Lustrous red leaves, cascading mountains, and shuddered homes set the backdrop to Lucy Crowley’s childhood in Plymouth, New Hampshire. With long, dense winters and a population of less than seven thousand, Plymouth offered few leisure activities, often leaving Lucy with four walls of her green bedroom and her creativity. Beside Lucy in her childhood was her best friend Logan—together they would map out the dense forest and play dress-up in the backyard. In gentle winters, Lucy and her friends would ski the nearby mountains and bask in the purity of white New England terrain. And when the nearby University put on plays, the Crowley family would all attend. The days of childhood were fun but hid behind many deep-set problems.
Doctors diagnosed Lucy’s father Robert with Parkinson’s Disease when she was only two. Though Bob tried his best to hide his condition, his deteriorating health quickly made itself present, taking a toll on family dynamics and spousal responsibilities. In many ways, Lucy was quickly thrusted out of her childhood, already learning the fragility of life and the complexities of mortality. Despite her father’s medical condition, Lucy’s family tried to still function normally. Both parents continued to work—her mother as an owner of a print shop and her father as an owner of moving company, which convenient for her father was just across the street from home.
By middle school, Lucy found interest in visual arts, sketching in her notebooks and eventually adding an art class to her schedule. She was also heavily drawn to the language arts and history. These passions and interests permeated through high school, where she took classes introducing her to the works of Patti Smith, Leonard Cohen, and Kahlil Gibran—authors whom she would grow to love over the years.

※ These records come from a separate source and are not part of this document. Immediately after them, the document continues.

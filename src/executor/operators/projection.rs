// Copyright 2025 Stoolap Contributors
//
// Licensed under the Apache License, Version 2.0 (the "License");
// you may not use this file except in compliance with the License.
// You may obtain a copy of the License at
//
//     http://www.apache.org/licenses/LICENSE-2.0
//
// Unless required by applicable law or agreed to in writing, software
// distributed under the License is distributed on an "AS IS" BASIS,
// WITHOUT WARRANTIES OR CONDITIONS OF ANY KIND, either express or implied.
// See the License for the specific language governing permissions and
// limitations under the License.

//! Column projection.

use crate::core::{Error, Result, Row};
use crate::executor::observer::ExecutionObserver;
use crate::executor::operator::{ColumnInfo, Operator, PlanNodeId};

/// Selects (and optionally renames) columns of its input.
///
/// Projected columns keep their base-table source.
pub struct ProjectionOperator {
    id: PlanNodeId,
    input: Box<dyn Operator>,
    indices: Vec<usize>,
    schema: Vec<ColumnInfo>,
}

impl ProjectionOperator {
    /// Project `indices` of the input schema, in that order.
    pub fn new(input: Box<dyn Operator>, indices: Vec<usize>) -> Result<Self> {
        let input_schema = input.schema();
        let schema = indices
            .iter()
            .map(|&idx| {
                input_schema
                    .get(idx)
                    .cloned()
                    .ok_or(Error::ColumnIndexOutOfBounds { index: idx })
            })
            .collect::<Result<Vec<_>>>()?;

        Ok(Self {
            id: PlanNodeId::next(),
            input,
            indices,
            schema,
        })
    }

    /// Project input columns by name.
    pub fn by_name(input: Box<dyn Operator>, names: &[&str]) -> Result<Self> {
        let indices = names
            .iter()
            .map(|name| {
                input
                    .schema()
                    .iter()
                    .position(|c| c.name.eq_ignore_ascii_case(name))
                    .ok_or_else(|| Error::invalid_argument(format!("unknown column '{}'", name)))
            })
            .collect::<Result<Vec<_>>>()?;
        Self::new(input, indices)
    }

    /// Rename output columns (AS aliases).
    pub fn with_aliases(mut self, aliases: &[&str]) -> Result<Self> {
        if aliases.len() != self.schema.len() {
            return Err(Error::invalid_argument(format!(
                "expected {} aliases, got {}",
                self.schema.len(),
                aliases.len()
            )));
        }
        self.schema = self
            .schema
            .iter()
            .zip(aliases)
            .map(|(col, alias)| col.renamed(*alias))
            .collect();
        Ok(self)
    }
}

impl Operator for ProjectionOperator {
    fn open(&mut self, observer: &mut dyn ExecutionObserver) -> Result<()> {
        self.input.open(observer)
    }

    fn next(&mut self) -> Result<Option<Row>> {
        match self.input.next()? {
            Some(row) => Ok(Some(row.select_columns(&self.indices)?)),
            None => Ok(None),
        }
    }

    fn close(&mut self) -> Result<()> {
        self.input.close()
    }

    fn schema(&self) -> &[ColumnInfo] {
        &self.schema
    }

    fn id(&self) -> PlanNodeId {
        self.id
    }

    fn estimated_rows(&self) -> Option<usize> {
        self.input.estimated_rows()
    }

    fn name(&self) -> &str {
        "Projection"
    }
}

#[cfg(test)]
mod tests {
    use super::*;
    use crate::core::{DataType, Value};
    use crate::executor::observer::NoopObserver;
    use crate::executor::operator::MaterializedOperator;

    fn input() -> Box<dyn Operator> {
        Box::new(MaterializedOperator::new(
            vec![Row::from_values(vec![
                Value::integer(1),
                Value::text("a"),
                Value::integer(10),
            ])],
            vec![
                ColumnInfo::new("id", DataType::Integer),
                ColumnInfo::new("name", DataType::Text),
                ColumnInfo::new("score", DataType::Integer),
            ],
        ))
    }

    #[test]
    fn test_projection_reorders() {
        let mut op = ProjectionOperator::by_name(input(), &["score", "id"])
            .unwrap()
            .with_aliases(&["s", "i"])
            .unwrap();
        assert_eq!(op.schema()[0].name, "s");
        assert_eq!(op.schema()[1].data_type, DataType::Integer);

        op.open(&mut NoopObserver).unwrap();
        let row = op.next().unwrap().unwrap();
        assert_eq!(row.as_slice(), &[Value::integer(10), Value::integer(1)]);
        assert!(op.next().unwrap().is_none());
        op.close().unwrap();
    }

    #[test]
    fn test_projection_rejects_bad_index() {
        assert!(matches!(
            ProjectionOperator::new(input(), vec![0, 3]),
            Err(Error::ColumnIndexOutOfBounds { index: 3 })
        ));
        assert!(ProjectionOperator::by_name(input(), &["missing"]).is_err());
        assert!(ProjectionOperator::new(input(), vec![0])
            .unwrap()
            .with_aliases(&["a", "b"])
            .is_err());
    }
}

As her father’s illness progressed, so did family tension. Her mother was left to bear much of the weight in the family, and even then her solo efforts weren’t always enough. Five days after Christmas, when Lucy was seventeen, her father passed away, scarring the holidays and intensifying the emotive seasons of her senior year. Two months later, while still mourning the loss of her father, Lucy’s mother was diagnosed with stage-4 lung cancer. Shortly after, she too died. Overwhelmed with grief, frustration, and confusion, Lucy was left to confide in her extended family and closest friends. Despite these intense events, Lucy still completed her senior year of high school and took a gap year to reflect and decompress from the anxieties that plagued her the year prior.
In present, Lucy keeps her past distanced in an effort to define her life apart from the sudden passings of her parents. Her passions for literature, art, and humanity at large all mark her interactions and permeate her thoughtful work. In spite of her hardships, Lucy still looks to the wonders of the world in optimism and conveys a sense-of-self years past her age.

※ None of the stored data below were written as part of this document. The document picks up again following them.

// Copyright 2025 Stoolap Contributors
//
// Licensed under the Apache License, Version 2.0 (the "License");
// you may not use this file except in compliance with the License.
// You may obtain a copy of the License at
//
//     http://www.apache.org/licenses/LICENSE-2.0
//
// Unless required by applicable law or agreed to in writing, software
// distributed under the License is distributed on an "AS IS" BASIS,
// WITHOUT WARRANTIES OR CONDITIONS OF ANY KIND, either express or implied.
// See the License for the specific language governing permissions and
// limitations under the License.

//! Execution observer hooks
//!
//! The framework invokes these at fixed points of a query's life. None of
//! them steer execution; an error from `on_execution_start` or
//! `on_row_produced` aborts the query.

use super::operator::{ColumnInfo, PlanNodeId};
use super::qualifier::Qualifier;
use crate::core::{Error, Result, Row, TableId};

/// Listener for plan execution events
pub trait ExecutionObserver {
    /// The root is known and its output columns are fixed; no node has been
    /// opened yet.
    fn on_execution_start(&mut self, _root: PlanNodeId, _columns: &[ColumnInfo]) -> Result<()> {
        Ok(())
    }

    /// A scan node is being initialized over `table` with `qualifiers`.
    fn on_scan_init(&mut self, _table: TableId, _qualifiers: &[Qualifier]) {}

    /// `node` produced `row`. The driver only reports rows of the root.
    fn on_row_produced(&mut self, _node: PlanNodeId, _row: &Row) -> Result<()> {
        Ok(())
    }

    /// Execution finished normally and the plan has been closed.
    fn on_execution_end(&mut self) {}

    /// Execution stopped early because of `error`.
    fn on_execution_abort(&mut self, _error: &Error) {}
}

/// Observer that ignores every event
#[derive(Debug, Default, Clone, Copy)]
pub struct NoopObserver;

impl ExecutionObserver for NoopObserver {}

As you read through these prose, I want you to imagine the dichotomous nature of Lucy’s upbringing and the illusions of childhood that in retrospect gain clarity. Life is full of remembering; life is full of forgetting. But finding a balance between the two is at the crux of happiness.

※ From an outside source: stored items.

// Copyright 2025 Stoolap Contributors
//
// Licensed under the Apache License, Version 2.0 (the "License");
// you may not use this file except in compliance with the License.
// You may obtain a copy of the License at
//
//     http://www.apache.org/licenses/LICENSE-2.0
//
// Unless required by applicable law or agreed to in writing, software
// distributed under the License is distributed on an "AS IS" BASIS,
// WITHOUT WARRANTIES OR CONDITIONS OF ANY KIND, either express or implied.
// See the License for the specific language governing permissions and
// limitations under the License.

//! Per-column running statistics
//!
//! A [`ColumnStatistic`] is updated from every value of its column in the
//! root's output. Fields marked final were established by a pushed-down
//! equality filter and are never touched again by row observation.

use std::fmt::{self, Write as _};

use super::distinct::DistinctSet;
use crate::core::{DataType, Value};

/// How values of a declared column type are aggregated
#[derive(Debug, Clone, Copy, PartialEq, Eq)]
pub enum StatKind {
    /// Whole numbers
    Integral,
    /// Fractional numbers, approximated by truncation to an integer
    Decimal,
    /// Character data
    Text,
    /// No statistics are kept
    Unsupported,
}

impl StatKind {
    pub fn of(data_type: DataType) -> Self {
        match data_type {
            DataType::Integer => StatKind::Integral,
            DataType::Float => StatKind::Decimal,
            DataType::Text => StatKind::Text,
            DataType::Null | DataType::Boolean | DataType::Timestamp => StatKind::Unsupported,
        }
    }
}

/// A min/max/most-frequent value in wide-integer form
#[derive(Debug, Clone, Copy, PartialEq, Eq, Hash)]
pub enum StatValue {
    Integer(i64),
    /// Decimal truncated toward zero
    Decimal(i64),
}

impl StatValue {
    #[inline]
    pub fn as_i64(&self) -> i64 {
        match self {
            StatValue::Integer(v) | StatValue::Decimal(v) => *v,
        }
    }

    /// Wide-integer form of a predicate constant
    ///
    /// Numeric text is accepted; anything else has no form.
    pub fn from_constant(value: &Value) -> Option<Self> {
        match value {
            Value::Float(_) => value.as_int64().map(StatValue::Decimal),
            Value::Null(_) | Value::Boolean(_) | Value::Timestamp(_) => None,
            _ => value.as_int64().map(StatValue::Integer),
        }
    }

    fn from_repr(kind: StatKind, repr: &str) -> Option<Self> {
        let v = repr.parse::<i64>().ok()?;
        match kind {
            StatKind::Integral => Some(StatValue::Integer(v)),
            StatKind::Decimal => Some(StatValue::Decimal(v)),
            _ => None,
        }
    }
}

impl fmt::Display for StatValue {
    fn fmt(&self, f: &mut fmt::Formatter<'_>) -> fmt::Result {
        write!(f, "{}", self.as_i64())
    }
}

/// Running statistics for one output column
#[derive(Debug, Clone, Default)]
pub struct ColumnStatistic {
    is_numeric: bool,
    min_value: Option<StatValue>,
    max_value: Option<StatValue>,
    most_frequent_value: Option<StatValue>,
    distinct: DistinctSet,

    min_final: bool,
    max_final: bool,
    most_frequent_final: bool,
    distinct_final: bool,
}

impl ColumnStatistic {
    pub fn new() -> Self {
        Self::default()
    }

    /// Fix the column to a single value known from an equality filter
    ///
    /// Sets every finality flag. A constant with no wide-integer form leaves
    /// the values absent but still marks them final.
    pub fn pin(&mut self, constant: &Value) {
        let value = StatValue::from_constant(constant);
        self.min_value = value;
        self.max_value = value;
        self.most_frequent_value = value;
        self.is_numeric = true;

        self.min_final = true;
        self.max_final = true;
        self.most_frequent_final = true;
        self.distinct_final = true;
    }

    /// Observe one value of the column
    ///
    /// `repr` is cleared and receives the value's string representation,
    /// which is empty for NULL and unsupported values.
    pub fn observe(&mut self, kind: StatKind, value: &Value, repr: &mut String) {
        repr.clear();
        if value.is_null() {
            return;
        }

        match (kind, value) {
            (StatKind::Integral, Value::Integer(v)) => {
                self.observe_number(StatValue::Integer(*v), repr);
            }
            (StatKind::Decimal, Value::Float(_) | Value::Integer(_)) => {
                if let Some(v) = value.as_int64() {
                    self.observe_number(StatValue::Decimal(v), repr);
                }
            }
            (StatKind::Text, Value::Text(s)) => {
                repr.push_str(s);
                if !self.is_pinned() {
                    self.is_numeric = false;
                }
                if !self.distinct_final {
                    self.distinct.insert(repr.as_str());
                }
            }
            _ => {}
        }
    }

    fn observe_number(&mut self, value: StatValue, repr: &mut String) {
        // Writing into a String cannot fail
        let _ = write!(repr, "{}", value.as_i64());
        if !self.is_pinned() {
            self.is_numeric = true;
        }

        if !self.min_final && self.min_value.map_or(true, |min| value.as_i64() < min.as_i64()) {
            self.min_value = Some(value);
        }
        if !self.max_final && self.max_value.map_or(true, |max| value.as_i64() > max.as_i64()) {
            self.max_value = Some(value);
        }
        if !self.distinct_final {
            self.distinct.insert(repr.as_str());
        }
    }

    /// Derive the most frequent value from the distinct set
    ///
    /// No-op for pinned columns and text columns.
    pub fn resolve_most_frequent(&mut self, kind: StatKind) {
        if self.most_frequent_final {
            return;
        }
        self.most_frequent_value = self
            .distinct
            .most_frequent()
            .and_then(|(repr, _)| StatValue::from_repr(kind, repr));
    }

    /// Approximate distinct count after `rows` observed rows
    pub fn distinct_count(&self, rows: u64) -> u64 {
        if self.distinct_final {
            u64::from(rows > 0)
        } else {
            self.distinct.len() as u64
        }
    }

    /// Most frequent representation and its count, if any
    pub fn most_frequent_repr(&self) -> Option<(&str, u64)> {
        self.distinct.most_frequent()
    }

    pub fn is_numeric(&self) -> bool {
        self.is_numeric
    }

    pub fn min_value(&self) -> Option<StatValue> {
        self.min_value
    }

    pub fn max_value(&self) -> Option<StatValue> {
        self.max_value
    }

    pub fn most_frequent_value(&self) -> Option<StatValue> {
        self.most_frequent_value
    }

    pub fn distinct(&self) -> &DistinctSet {
        &self.distinct
    }

    pub fn is_min_final(&self) -> bool {
        self.min_final
    }

    pub fn is_max_final(&self) -> bool {
        self.max_final
    }

    pub fn is_most_frequent_final(&self) -> bool {
        self.most_frequent_final
    }

    pub fn is_distinct_final(&self) -> bool {
        self.distinct_final
    }

    /// True when the column was pinned by an equality filter
    pub fn is_pinned(&self) -> bool {
        self.min_final && self.max_final && self.most_frequent_final && self.distinct_final
    }
}

#[cfg(test)]
mod tests {
    use super::*;

    fn observe_all(stat: &mut ColumnStatistic, kind: StatKind, values: &[Value]) -> Vec<String> {
        let mut out = Vec::new();
        let mut repr = String::new();
        for v in values {
            stat.observe(kind, v, &mut repr);
            out.push(repr.clone());
        }
        out
    }

    #[test]
    fn test_integral_bounds() {
        let mut stat = ColumnStatistic::new();
        let reprs = observe_all(
            &mut stat,
            StatKind::Integral,
            &[Value::integer(3), Value::integer(-4), Value::integer(9), Value::integer(3)],
        );

        assert_eq!(reprs, vec!["3", "-4", "9", "3"]);
        assert!(stat.is_numeric());
        assert_eq!(stat.min_value(), Some(StatValue::Integer(-4)));
        assert_eq!(stat.max_value(), Some(StatValue::Integer(9)));
        assert_eq!(stat.distinct_count(4), 3);

        stat.resolve_most_frequent(StatKind::Integral);
        assert_eq!(stat.most_frequent_value(), Some(StatValue::Integer(3)));
    }

    #[test]
    fn test_extreme_values_are_real_bounds() {
        let mut stat = ColumnStatistic::new();
        observe_all(
            &mut stat,
            StatKind::Integral,
            &[Value::integer(i64::MAX), Value::integer(i64::MIN)],
        );
        assert_eq!(stat.min_value(), Some(StatValue::Integer(i64::MIN)));
        assert_eq!(stat.max_value(), Some(StatValue::Integer(i64::MAX)));
    }

    #[test]
    fn test_decimal_truncates() {
        let mut stat = ColumnStatistic::new();
        let reprs = observe_all(
            &mut stat,
            StatKind::Decimal,
            &[Value::float(2.9), Value::float(-1.5), Value::integer(4)],
        );
        assert_eq!(reprs, vec!["2", "-1", "4"]);
        assert_eq!(stat.min_value(), Some(StatValue::Decimal(-1)));
        assert_eq!(stat.max_value(), Some(StatValue::Decimal(4)));
    }

    #[test]
    fn test_text_marks_non_numeric() {
        let mut stat = ColumnStatistic::new();
        let reprs = observe_all(
            &mut stat,
            StatKind::Text,
            &[Value::text("Can"), Value::text("Faust"), Value::text("Can")],
        );
        assert_eq!(reprs, vec!["Can", "Faust", "Can"]);
        assert!(!stat.is_numeric());
        assert_eq!(stat.min_value(), None);
        assert_eq!(stat.distinct_count(3), 2);
        assert_eq!(stat.most_frequent_repr(), Some(("Can", 2)));
    }

    #[test]
    fn test_null_and_unsupported_leave_stats_untouched() {
        let mut stat = ColumnStatistic::new();
        let reprs = observe_all(
            &mut stat,
            StatKind::Integral,
            &[Value::null(DataType::Integer), Value::text("12")],
        );
        assert_eq!(reprs, vec!["", ""]);
        assert_eq!(stat.min_value(), None);
        assert!(stat.distinct().is_empty());

        let mut stat = ColumnStatistic::new();
        let reprs = observe_all(&mut stat, StatKind::Unsupported, &[Value::boolean(true)]);
        assert_eq!(reprs, vec![""]);
        assert!(stat.distinct().is_empty());
    }

    #[test]
    fn test_pinned_column_is_frozen() {
        let mut stat = ColumnStatistic::new();
        stat.pin(&Value::integer(7));
        assert!(stat.is_pinned());
        assert_eq!(stat.distinct_count(0), 0);

        let reprs = observe_all(
            &mut stat,
            StatKind::Integral,
            &[Value::integer(1), Value::integer(100)],
        );
        // the representation is still produced for pairwise sets
        assert_eq!(reprs, vec!["1", "100"]);
        assert_eq!(stat.min_value(), Some(StatValue::Integer(7)));
        assert_eq!(stat.max_value(), Some(StatValue::Integer(7)));
        assert_eq!(stat.most_frequent_value(), Some(StatValue::Integer(7)));
        assert!(stat.distinct().is_empty());
        assert_eq!(stat.distinct_count(2), 1);

        stat.resolve_most_frequent(StatKind::Integral);
        assert_eq!(stat.most_frequent_value(), Some(StatValue::Integer(7)));
    }

    #[test]
    fn test_pin_with_text_constant() {
        let mut stat = ColumnStatistic::new();
        stat.pin(&Value::text("42"));
        assert_eq!(stat.min_value(), Some(StatValue::Integer(42)));

        let mut stat = ColumnStatistic::new();
        stat.pin(&Value::text("Can"));
        assert!(stat.is_pinned());
        assert_eq!(stat.min_value(), None);
        assert_eq!(stat.most_frequent_value(), None);

        // Later text rows keep the pinned numeric marker
        let reprs = observe_all(&mut stat, StatKind::Text, &[Value::text("Can")]);
        assert_eq!(reprs, vec!["Can"]);
        assert!(stat.is_numeric());
    }

    #[test]
    fn test_stat_kind_of() {
        assert_eq!(StatKind::of(DataType::Integer), StatKind::Integral);
        assert_eq!(StatKind::of(DataType::Float), StatKind::Decimal);
        assert_eq!(StatKind::of(DataType::Text), StatKind::Text);
        assert_eq!(StatKind::of(DataType::Timestamp), StatKind::Unsupported);
    }
}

Things were simpler when you had your best friend. You could look into their eyes and know that they appreciate you—you. You laughed at the stars and cried into the maple trees with company. And when you skinned your knee learning how to ride a bike, their presence absorbed the pain. Now, I scoff at the sky and bawl into the forest, not alone but lonely.
Runs with Scissors
People always tell you not to run with scissors—I’ll tell my children the opposite.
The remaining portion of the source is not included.